**WHAT YOU NEED TO DO:** Starting at the top of the records, output every line through the one that contains "(9, 0), (11, 0))]);", keeping each exactly as it appears.

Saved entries
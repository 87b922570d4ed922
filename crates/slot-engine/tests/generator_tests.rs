//! Tests for candidate slot generation.

use chrono::{NaiveDate, NaiveDateTime};
use slot_engine::event::BusyInterval;
use slot_engine::generator::{find_candidate_slots, CandidateSlot};
use slot_engine::merge::{merge_busy_intervals, MergedBusySet};
use slot_engine::BusinessWindow;

fn day(d: u32) -> NaiveDate {
    NaiveDate::from_ymd_opt(2025, 3, d).unwrap()
}

fn at(d: u32, hour: u32, min: u32) -> NaiveDateTime {
    day(d).and_hms_opt(hour, min, 0).unwrap()
}

fn busy(d: u32, start: (u32, u32), end: (u32, u32)) -> BusyInterval {
    BusyInterval::new(at(d, start.0, start.1), at(d, end.0, end.1)).unwrap()
}

fn slot(d: u32, start: (u32, u32), end: (u32, u32)) -> CandidateSlot {
    CandidateSlot {
        start: at(d, start.0, start.1),
        end: at(d, end.0, end.1),
    }
}

fn window() -> BusinessWindow {
    BusinessWindow::default()
}

#[test]
fn free_day_yields_half_hour_grid() {
    let slots = find_candidate_slots(&MergedBusySet::default(), day(10), 1, 60, &window());

    // 09:00, 09:30, ..., 21:00 → 25 starts.
    assert_eq!(slots.len(), 25);
    assert_eq!(slots[0], slot(10, (9, 0), (10, 0)));
    assert_eq!(slots[1], slot(10, (9, 30), (10, 30)));
    assert_eq!(slots[24], slot(10, (21, 0), (22, 0)));
    assert!(slots.iter().all(|s| s.duration_minutes() == 60));
}

#[test]
fn busy_interval_skips_cursor_to_its_end() {
    let busy = merge_busy_intervals(vec![busy(10, (9, 0), (11, 0))]);
    let slots = find_candidate_slots(&busy, day(10), 1, 60, &window());
    assert_eq!(slots[0], slot(10, (11, 0), (12, 0)));
}

#[test]
fn off_grid_busy_end_shifts_subsequent_grid() {
    let busy = merge_busy_intervals(vec![busy(10, (9, 0), (10, 15))]);
    let slots = find_candidate_slots(&busy, day(10), 1, 60, &window());
    assert_eq!(slots[0], slot(10, (10, 15), (11, 15)));
    assert_eq!(slots[1], slot(10, (10, 45), (11, 45)));
}

#[test]
fn candidates_never_straddle_a_busy_start() {
    // Busy 12:00-13:00; a 60-minute slot at 11:30 would overlap.
    let busy = merge_busy_intervals(vec![busy(10, (12, 0), (13, 0))]);
    let slots = find_candidate_slots(&busy, day(10), 1, 60, &window());

    assert!(slots.contains(&slot(10, (11, 0), (12, 0))));
    assert!(!slots.contains(&slot(10, (11, 30), (12, 30))));
    assert!(slots.contains(&slot(10, (13, 0), (14, 0))));
}

#[test]
fn touching_busy_entries_are_both_skipped() {
    let busy = merge_busy_intervals(vec![
        busy(10, (9, 0), (10, 0)),
        busy(10, (10, 0), (11, 0)),
    ]);
    assert_eq!(busy.len(), 2);
    let slots = find_candidate_slots(&busy, day(10), 1, 60, &window());
    assert_eq!(slots[0], slot(10, (11, 0), (12, 0)));
}

#[test]
fn fully_booked_day_yields_candidates_only_on_next_day() {
    let busy = merge_busy_intervals(vec![busy(10, (9, 0), (22, 0))]);
    let slots = find_candidate_slots(&busy, day(10), 2, 60, &window());

    assert!(!slots.is_empty());
    assert!(slots.iter().all(|s| s.start.date() == day(11)));
    assert_eq!(slots[0], slot(11, (9, 0), (10, 0)));
}

#[test]
fn duration_longer_than_window_yields_nothing() {
    let slots = find_candidate_slots(&MergedBusySet::default(), day(10), 7, 900, &window());
    assert!(slots.is_empty());
}

#[test]
fn duration_equal_to_window_yields_one_per_day() {
    let slots = find_candidate_slots(&MergedBusySet::default(), day(10), 3, 780, &window());
    assert_eq!(
        slots,
        vec![
            slot(10, (9, 0), (22, 0)),
            slot(11, (9, 0), (22, 0)),
            slot(12, (9, 0), (22, 0)),
        ]
    );
}

#[test]
fn zero_search_days_yields_nothing() {
    let slots = find_candidate_slots(&MergedBusySet::default(), day(10), 0, 60, &window());
    assert!(slots.is_empty());
}

#[test]
fn overnight_event_blocks_both_days() {
    let busy = merge_busy_intervals(vec![BusyInterval::new(at(10, 20, 0), at(11, 10, 0)).unwrap()]);
    let slots = find_candidate_slots(&busy, day(10), 2, 60, &window());

    let last_day10 = slots.iter().filter(|s| s.start.date() == day(10)).last().unwrap();
    assert_eq!(*last_day10, slot(10, (19, 0), (20, 0)));
    let first_day11 = slots.iter().find(|s| s.start.date() == day(11)).unwrap();
    assert_eq!(*first_day11, slot(11, (10, 0), (11, 0)));
}

#[test]
fn busy_time_outside_window_is_ignored() {
    let busy = merge_busy_intervals(vec![
        busy(10, (6, 0), (8, 0)),
        busy(10, (22, 0), (23, 30)),
    ]);
    let slots = find_candidate_slots(&busy, day(10), 1, 60, &window());
    assert_eq!(slots.len(), 25);
}

#[test]
fn window_ending_at_midnight() {
    let window = BusinessWindow::new(20, 24).unwrap();
    let slots = find_candidate_slots(&MergedBusySet::default(), day(10), 1, 60, &window);
    assert_eq!(slots.len(), 7);
    assert_eq!(slots[6].end, at(11, 0, 0));
}

#[test]
fn output_is_chronological() {
    let busy = merge_busy_intervals(vec![
        busy(10, (10, 0), (11, 0)),
        busy(11, (15, 0), (18, 0)),
    ]);
    let slots = find_candidate_slots(&busy, day(10), 3, 45, &window());
    assert!(slots.windows(2).all(|w| w[0].start < w[1].start));
}
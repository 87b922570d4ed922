//! Coalesce busy intervals into a sorted, non-overlapping set.
//!
//! Strictly overlapping intervals merge. Intervals that only touch
//! (`next.start == running.end`) stay separate entries; slot generation is
//! unaffected because a candidate still cannot straddle the shared boundary.

use chrono::NaiveDateTime;
use serde::Serialize;

use crate::event::BusyInterval;

/// Sorted busy intervals with no residual overlap.
///
/// Invariants: ascending by `start`, and `a.end <= b.start` for every adjacent
/// pair `(a, b)`. Built once per request.
#[derive(Debug, Clone, Default, PartialEq, Eq, Serialize)]
#[serde(transparent)]
pub struct MergedBusySet {
    intervals: Vec<BusyInterval>,
}

impl MergedBusySet {
    pub fn intervals(&self) -> &[BusyInterval] {
        &self.intervals
    }

    pub fn len(&self) -> usize {
        self.intervals.len()
    }

    pub fn is_empty(&self) -> bool {
        self.intervals.is_empty()
    }

    /// The first busy interval intersecting `[start, end)`, if any.
    ///
    /// Because the set is disjoint and sorted, interval ends are sorted too,
    /// so the first interval ending after `start` is the only candidate that
    /// needs checking.
    pub fn first_conflict(&self, start: NaiveDateTime, end: NaiveDateTime) -> Option<&BusyInterval> {
        let idx = self.intervals.partition_point(|busy| busy.end <= start);
        self.intervals
            .get(idx)
            .filter(|busy| busy.overlaps(start, end))
    }

    /// Whether `[start, end)` is clear of every busy interval.
    pub fn is_free(&self, start: NaiveDateTime, end: NaiveDateTime) -> bool {
        self.first_conflict(start, end).is_none()
    }
}

/// Sort and merge busy intervals in one pass.
///
/// O(n log n) for the sort, O(n) for the scan. An empty input yields an empty
/// set.
pub fn merge_busy_intervals(mut intervals: Vec<BusyInterval>) -> MergedBusySet {
    // Sort by start time (then by end time for stability).
    intervals.sort_unstable_by_key(|busy| (busy.start, busy.end));

    let mut merged: Vec<BusyInterval> = Vec::with_capacity(intervals.len());
    for busy in intervals {
        if let Some(last) = merged.last_mut() {
            if busy.start < last.end {
                last.end = last.end.max(busy.end);
                continue;
            }
        }
        merged.push(busy);
    }

    MergedBusySet { intervals: merged }
}
//! Error types for slot-engine operations.
//!
//! Only malformed top-level request parameters are errors. Bad individual
//! events are dropped during normalization and never surface here.

use thiserror::Error;

#[derive(Error, Debug, Clone, PartialEq, Eq)]
pub enum SlotError {
    #[error("Invalid search start date: {0} (expected YYYY-MM-DD)")]
    InvalidSearchStart(String),

    #[error("Invalid meeting duration: {0} minutes (must be at least 1)")]
    InvalidDuration(u32),

    #[error("Invalid business window: {start_hour}:00-{end_hour}:00 (need start < end <= 24)")]
    InvalidBusinessWindow { start_hour: u32, end_hour: u32 },

    #[error("Invalid timezone: {0}")]
    InvalidTimezone(String),

    #[error("Invalid event bundle: {0}")]
    InvalidBundle(String),
}

pub type Result<T> = std::result::Result<T, SlotError>;
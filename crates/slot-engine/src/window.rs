//! Daily business-hour window in local wall-clock time.

use chrono::{Duration, NaiveDate, NaiveDateTime};
use serde::{Deserialize, Serialize};

use crate::error::{Result, SlotError};

/// The clock-hour range during which meetings may be scheduled, applied to
/// every calendar day of a search.
#[derive(Debug, Clone, Copy, PartialEq, Eq, Serialize, Deserialize)]
pub struct BusinessWindow {
    pub start_hour: u32,
    pub end_hour: u32,
}

impl Default for BusinessWindow {
    fn default() -> Self {
        Self {
            start_hour: 9,
            end_hour: 22,
        }
    }
}

impl BusinessWindow {
    /// Build a window, rejecting empty or inverted ranges.
    ///
    /// `end_hour` may be 24, meaning midnight at the end of the day.
    pub fn new(start_hour: u32, end_hour: u32) -> Result<Self> {
        let window = Self {
            start_hour,
            end_hour,
        };
        window.validate()?;
        Ok(window)
    }

    pub fn validate(&self) -> Result<()> {
        if self.start_hour < self.end_hour && self.end_hour <= 24 {
            Ok(())
        } else {
            Err(SlotError::InvalidBusinessWindow {
                start_hour: self.start_hour,
                end_hour: self.end_hour,
            })
        }
    }

    /// Length of the window in minutes.
    pub fn span_minutes(&self) -> i64 {
        i64::from(self.end_hour.saturating_sub(self.start_hour)) * 60
    }

    /// Opening time of the window on `day`.
    pub fn day_start(&self, day: NaiveDate) -> NaiveDateTime {
        at_hour(day, self.start_hour)
    }

    /// Closing time of the window on `day`.
    pub fn day_end(&self, day: NaiveDate) -> NaiveDateTime {
        at_hour(day, self.end_hour)
    }
}

// Offsetting from midnight lets hour 24 land on the next day's midnight.
fn at_hour(day: NaiveDate, hour: u32) -> NaiveDateTime {
    day.and_time(chrono::NaiveTime::MIN) + Duration::hours(i64::from(hour))
}
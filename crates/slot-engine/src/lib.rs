//! # slot-engine
//!
//! Deterministic meeting-availability engine for AI scheduling agents.
//!
//! Given the personal and group calendars of a set of participants, computes a
//! bounded, diversified set of mutually free slots of a requested duration.
//! The computation is pure and synchronous: no I/O, no clock reads, no shared
//! state.
//!
//! ## Pipeline
//!
//! - [`event`] — raw records → busy intervals (alias resolution, all-day expansion)
//! - [`merge`] — busy intervals → sorted, non-overlapping [`MergedBusySet`]
//! - [`generator`] — every free slot on a 30-minute grid inside business hours
//! - [`diversify`] — at most nine slots spread across days and morning/afternoon
//!
//! ## Supporting modules
//!
//! - [`window`] — daily business-hour window
//! - [`request`] — parameter defaults and validation
//! - [`recommend`] — the whole pipeline in one call
//! - [`report`] — JSON response envelope
//! - [`error`] — Error types
//!
//! ## Quick start
//!
//! ```rust
//! use chrono::NaiveDate;
//! use slot_engine::{recommend_meeting_times, EventBundle, MeetingRequest, RawEvent};
//!
//! let bundle = EventBundle::new(
//!     vec![RawEvent::timed("2025-03-10T09:00:00", "2025-03-10T12:00:00")],
//!     vec![],
//! );
//! let request = MeetingRequest::starting(NaiveDate::from_ymd_opt(2025, 3, 10).unwrap());
//!
//! let slots = recommend_meeting_times(&bundle, &request);
//! assert_eq!(slots[0].start.to_string(), "2025-03-10 12:00:00");
//! ```

pub mod diversify;
pub mod error;
pub mod event;
pub mod generator;
pub mod merge;
pub mod recommend;
pub mod report;
pub mod request;
pub mod window;

pub use diversify::{diversify_slots, MAX_RECOMMENDATIONS};
pub use error::SlotError;
pub use event::{normalize_events, BusyInterval, EventBundle, RawEvent};
pub use generator::{find_candidate_slots, CandidateSlot};
pub use merge::{merge_busy_intervals, MergedBusySet};
pub use recommend::{busy_set, recommend_meeting_times};
pub use report::RecommendationReport;
pub use request::{MeetingRequest, SearchConfig};
pub use window::BusinessWindow;
//! Pick a small, spread-out subset of candidate slots.
//!
//! First pass: for each day in date order, the day's first morning slot and
//! first afternoon slot. Second pass: if the cap is still not reached, the
//! earliest remaining candidates in chronological order.

use std::collections::{BTreeMap, HashSet};

use chrono::{NaiveDate, Timelike};

use crate::generator::CandidateSlot;

/// Upper bound on the number of recommended slots.
pub const MAX_RECOMMENDATIONS: usize = 9;

/// Slots starting at or after this hour count as afternoon.
pub const AFTERNOON_START_HOUR: u32 = 14;

#[derive(Default)]
struct DayBuckets {
    morning: Option<CandidateSlot>,
    afternoon: Option<CandidateSlot>,
}

/// Select at most [`MAX_RECOMMENDATIONS`] slots from a chronological list.
///
/// The result never contains the same slot twice. An empty input yields an
/// empty output.
pub fn diversify_slots(candidates: &[CandidateSlot]) -> Vec<CandidateSlot> {
    let mut by_day: BTreeMap<NaiveDate, DayBuckets> = BTreeMap::new();
    for slot in candidates {
        let buckets = by_day.entry(slot.start.date()).or_default();
        let bucket = if slot.start.hour() < AFTERNOON_START_HOUR {
            &mut buckets.morning
        } else {
            &mut buckets.afternoon
        };
        bucket.get_or_insert(*slot);
    }

    let mut picked: Vec<CandidateSlot> = by_day
        .into_values()
        .flat_map(|day| [day.morning, day.afternoon])
        .flatten()
        .take(MAX_RECOMMENDATIONS)
        .collect();

    if picked.len() < MAX_RECOMMENDATIONS {
        let mut seen: HashSet<CandidateSlot> = picked.iter().copied().collect();
        for slot in candidates {
            if picked.len() >= MAX_RECOMMENDATIONS {
                break;
            }
            if seen.insert(*slot) {
                picked.push(*slot);
            }
        }
    }

    picked
}
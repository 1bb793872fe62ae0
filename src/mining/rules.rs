//! Association rule generation
//!
//! Every frequent itemset of two or more items is split into all
//! antecedent/consequent pairs; a pair becomes a [`Rule`] when its confidence
//! meets `min_confidence`.

use serde::{Deserialize, Serialize};
use std::collections::HashMap;
use std::fmt::Debug;
use std::hash::Hash;
use tracing::{debug, info};

use super::itemset::Itemset;
use super::metrics::{MiningMetrics, Stage, StageTimer};
use super::miner::FrequentItemset;
use super::transactions::{Support, TransactionSet};
use crate::config::MiningConfig;
use crate::error::{Error, Result};

/// "Transactions containing `antecedent` tend to contain `consequent`"
#[derive(Debug, Clone, PartialEq, Serialize, Deserialize)]
#[serde(bound(deserialize = "I: Deserialize<'de> + Ord"))]
pub struct Rule<I> {
    pub antecedent: Itemset<I>,
    pub consequent: Itemset<I>,
    pub confidence: f64,
    pub lift: f64,
}

/// Emits rules from frequent itemsets
#[derive(Debug, Clone)]
pub struct RuleGenerator {
    config: MiningConfig,
}

/// Memoized support lookups against one transaction set
struct SupportCache<'a, I> {
    transactions: &'a TransactionSet<I>,
    known: HashMap<Itemset<I>, Support>,
}

impl<'a, I: Ord + Hash + Clone> SupportCache<'a, I> {
    fn new(transactions: &'a TransactionSet<I>) -> Self {
        Self {
            transactions,
            known: HashMap::new(),
        }
    }

    fn get(&mut self, itemset: &Itemset<I>) -> Result<Support> {
        if let Some(support) = self.known.get(itemset) {
            return Ok(*support);
        }
        let support = self.transactions.support(itemset)?;
        self.known.insert(itemset.clone(), support);
        Ok(support)
    }
}

impl RuleGenerator {
    pub fn new(config: MiningConfig) -> Self {
        Self { config }
    }

    /// Generate every rule meeting `min_confidence`.
    ///
    /// Supports are counted against `transactions` with the same function the
    /// miner uses. Splits whose antecedent or consequent never occurs are
    /// skipped. Output order is unspecified.
    ///
    /// # Errors
    ///
    /// [`Error::EmptyTransactionSet`] when `transactions` is empty.
    pub fn generate<I>(
        &self,
        frequent: &[FrequentItemset<I>],
        transactions: &TransactionSet<I>,
    ) -> Result<Vec<Rule<I>>>
    where
        I: Ord + Hash + Clone + Debug,
    {
        self.generate_with_metrics(frequent, transactions)
            .map(|(rules, _)| rules)
    }

    /// Same as [`generate`](Self::generate), also returning run counters
    pub fn generate_with_metrics<I>(
        &self,
        frequent: &[FrequentItemset<I>],
        transactions: &TransactionSet<I>,
    ) -> Result<(Vec<Rule<I>>, MiningMetrics)>
    where
        I: Ord + Hash + Clone + Debug,
    {
        if transactions.is_empty() {
            return Err(Error::EmptyTransactionSet);
        }

        let timer = StageTimer::start(Stage::Generation);
        let mut metrics = MiningMetrics::default();
        metrics.transactions = transactions.len();

        let mut cache = SupportCache::new(transactions);
        let mut rules = Vec::new();

        for entry in frequent.iter().filter(|f| f.itemset.len() >= 2) {
            let itemset = &entry.itemset;
            let joint = cache.get(itemset)?;

            for size in 1..itemset.len() {
                for antecedent in itemset.combinations(size) {
                    let consequent = itemset.difference(&antecedent);
                    metrics.splits_evaluated += 1;

                    match self.score(joint, antecedent, consequent, &mut cache) {
                        Ok(Some(rule)) => rules.push(rule),
                        Ok(None) => {}
                        Err(err) if err.is_recoverable() => {
                            debug!("Skipping rule candidate: {}", err);
                            metrics.degenerate_skipped += 1;
                        }
                        Err(err) => return Err(err),
                    }
                }
            }
        }

        metrics.rules_emitted = rules.len();
        timer.finish(&mut metrics);

        info!(
            "Generated {} rules from {} frequent itemsets ({} splits, {} degenerate)",
            rules.len(),
            frequent.len(),
            metrics.splits_evaluated,
            metrics.degenerate_skipped
        );

        Ok((rules, metrics))
    }

    /// Score one split; `Ok(None)` when confidence falls below the threshold
    fn score<I>(
        &self,
        joint: Support,
        antecedent: Itemset<I>,
        consequent: Itemset<I>,
        cache: &mut SupportCache<'_, I>,
    ) -> Result<Option<Rule<I>>>
    where
        I: Ord + Hash + Clone + Debug,
    {
        let antecedent_support = cache.get(&antecedent)?;
        let confidence = Support::confidence(joint, antecedent_support)
            .ok_or_else(|| Error::degenerate(format!("{:?}", antecedent.items())))?;

        if confidence < self.config.min_confidence() {
            return Ok(None);
        }

        let consequent_support = cache.get(&consequent)?;
        let lift = Support::lift(joint, antecedent_support, consequent_support).ok_or_else(
            || {
                Error::degenerate(format!(
                    "{:?} -> {:?}",
                    antecedent.items(),
                    consequent.items()
                ))
            },
        )?;

        Ok(Some(Rule {
            antecedent,
            consequent,
            confidence,
            lift,
        }))
    }
}

#[cfg(test)]
mod tests {
    use super::*;
    use crate::mining::PatternMiner;
    use std::collections::HashSet;

    fn config(min_support: f64, min_confidence: f64) -> MiningConfig {
        MiningConfig::new(min_support, min_confidence).unwrap()
    }

    fn mine(
        transactions: &TransactionSet<char>,
        min_support: f64,
        min_confidence: f64,
    ) -> Vec<Rule<char>> {
        let config = config(min_support, min_confidence);
        let frequent = PatternMiner::new(config).discover(transactions).unwrap();
        RuleGenerator::new(config)
            .generate(&frequent, transactions)
            .unwrap()
    }

    fn find<'a>(rules: &'a [Rule<char>], antecedent: &[char], consequent: &[char]) -> Option<&'a Rule<char>> {
        let antecedent = Itemset::from_items(antecedent.iter().copied());
        let consequent = Itemset::from_items(consequent.iter().copied());
        rules
            .iter()
            .find(|r| r.antecedent == antecedent && r.consequent == consequent)
    }

    fn scenario() -> TransactionSet<char> {
        TransactionSet::from_transactions(vec![
            vec!['A', 'B'],
            vec!['A', 'B', 'C'],
            vec!['A'],
            vec!['B', 'C'],
        ])
    }

    #[test]
    fn test_reference_scenario_rules() {
        let rules = mine(&scenario(), 0.5, 0.5);

        let a_to_b = find(&rules, &['A'], &['B']).expect("A -> B");
        assert!((a_to_b.confidence - 2.0 / 3.0).abs() < 1e-12);
        let b_to_a = find(&rules, &['B'], &['A']).expect("B -> A");
        assert!((b_to_a.confidence - 2.0 / 3.0).abs() < 1e-12);

        // C -> B: 0.5 / 0.5
        let c_to_b = find(&rules, &['C'], &['B']).expect("C -> B");
        assert_eq!(c_to_b.confidence, 1.0);
        assert!((c_to_b.lift - 0.5 / (0.5 * 0.75)).abs() < 1e-12);

        assert_eq!(rules.len(), 4);
    }

    #[test]
    fn test_confidence_threshold_filters() {
        let rules = mine(&scenario(), 0.5, 0.9);
        assert_eq!(rules.len(), 1);
        assert!(find(&rules, &['C'], &['B']).is_some());
    }

    #[test]
    fn test_single_items_produce_no_rules() {
        let tx = TransactionSet::from_transactions(vec![vec!['X']]);
        assert!(mine(&tx, 0.5, 0.0).is_empty());
    }

    #[test]
    fn test_three_item_splits_are_unique() {
        let tx = TransactionSet::from_transactions(vec![vec!['A', 'B', 'C']; 3]);
        let rules = mine(&tx, 0.5, 0.0);

        // 3 pairs × 2 splits + 1 triple × 6 splits
        assert_eq!(rules.len(), 12);
        let pairs: HashSet<_> = rules
            .iter()
            .map(|r| (r.antecedent.clone(), r.consequent.clone()))
            .collect();
        assert_eq!(pairs.len(), rules.len());
        for rule in &rules {
            assert!(rule.antecedent.is_disjoint(&rule.consequent));
            assert_eq!(rule.confidence, 1.0);
            assert_eq!(rule.lift, 1.0);
        }
    }

    #[test]
    fn test_zero_support_splits_are_skipped() {
        // At zero support {A,B} is frequent with zero occurrences:
        // A -> B has confidence 0 but no defined lift, and B never occurs.
        let tx = TransactionSet::from_transactions(vec![vec!['A'], vec!['C']]);
        let config = config(0.0, 0.0);
        let frequent = vec![FrequentItemset {
            itemset: Itemset::from_items(['A', 'B']),
            support: tx.support(&Itemset::from_items(['A', 'B'])).unwrap(),
        }];

        let (rules, metrics) = RuleGenerator::new(config)
            .generate_with_metrics(&frequent, &tx)
            .unwrap();

        assert!(rules.is_empty());
        assert_eq!(metrics.splits_evaluated, 2);
        assert_eq!(metrics.degenerate_skipped, 2);
    }

    #[test]
    fn test_empty_transactions_rejected() {
        let tx: TransactionSet<char> = TransactionSet::from_transactions(Vec::<Vec<char>>::new());
        let result = RuleGenerator::new(config(0.1, 0.1)).generate(&[], &tx);
        assert!(matches!(result, Err(Error::EmptyTransactionSet)));
    }

    #[test]
    fn test_rule_serializes_as_plain_lists() {
        let rule = Rule {
            antecedent: Itemset::from_items(["Heat".to_string()]),
            consequent: Itemset::from_items(["Ronin".to_string()]),
            confidence: 0.75,
            lift: 1.5,
        };
        let json = serde_json::to_value(&rule).unwrap();
        assert_eq!(
            json,
            serde_json::json!({
                "antecedent": ["Heat"],
                "consequent": ["Ronin"],
                "confidence": 0.75,
                "lift": 1.5
            })
        );
    }
}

**EXERCISE OUTPUT:**
repository 87b922570d4ed922
filename crates/slot-engine/tests/generator_tests.rs
//! Tests for candidate slot generation.

use chrono::{NaiveDate, NaiveDateTime};
use slot_engine::event::BusyInterval;
use slot_engine::generator::{find_candidate_slots, CandidateSlot};
use slot_engine::merge::{merge_busy_intervals, MergedBusySet};
use slot_engine::BusinessWindow;

fn day(d: u32) -> NaiveDate {
    NaiveDate::from_ymd_opt(2025, 3, d).unwrap()
}

fn at(d: u32, hour: u32, min: u32) -> NaiveDateTime {
    day(d).and_hms_opt(hour, min, 0).unwrap()
}

fn busy(d: u32, start: (u32, u32), end: (u32, u32)) -> BusyInterval {
    BusyInterval::new(at(d, start.0, start.1), at(d, end.0, end.1)).unwrap()
}

fn slot(d: u32, start: (u32, u32), end: (u32, u32)) -> CandidateSlot {
    CandidateSlot {
        start: at(d, start.0, start.1),
        end: at(d, end.0, end.1),
    }
}

fn window() -> BusinessWindow {
    BusinessWindow::default()
}

#[test]
fn free_day_yields_half_hour_grid() {
    let slots = find_candidate_slots(&MergedBusySet::default(), day(10), 1, 60, &window());

    // 09:00, 09:30, ..., 21:00 → 25 starts.
    assert_eq!(slots.len(), 25);
    assert_eq!(slots[0], slot(10, (9, 0), (10, 0)));
    assert_eq!(slots[1], slot(10, (9, 30), (10, 30)));
    assert_eq!(slots[24], slot(10, (21, 0), (22, 0)));
    assert!(slots.iter().all(|s| s.duration_minutes() == 60));
}

#[test]
fn busy_interval_skips_cursor_to_its_end() {
    let busy = merge_busy_intervals(vec![busy(10, (9, 0), (11, 0))]);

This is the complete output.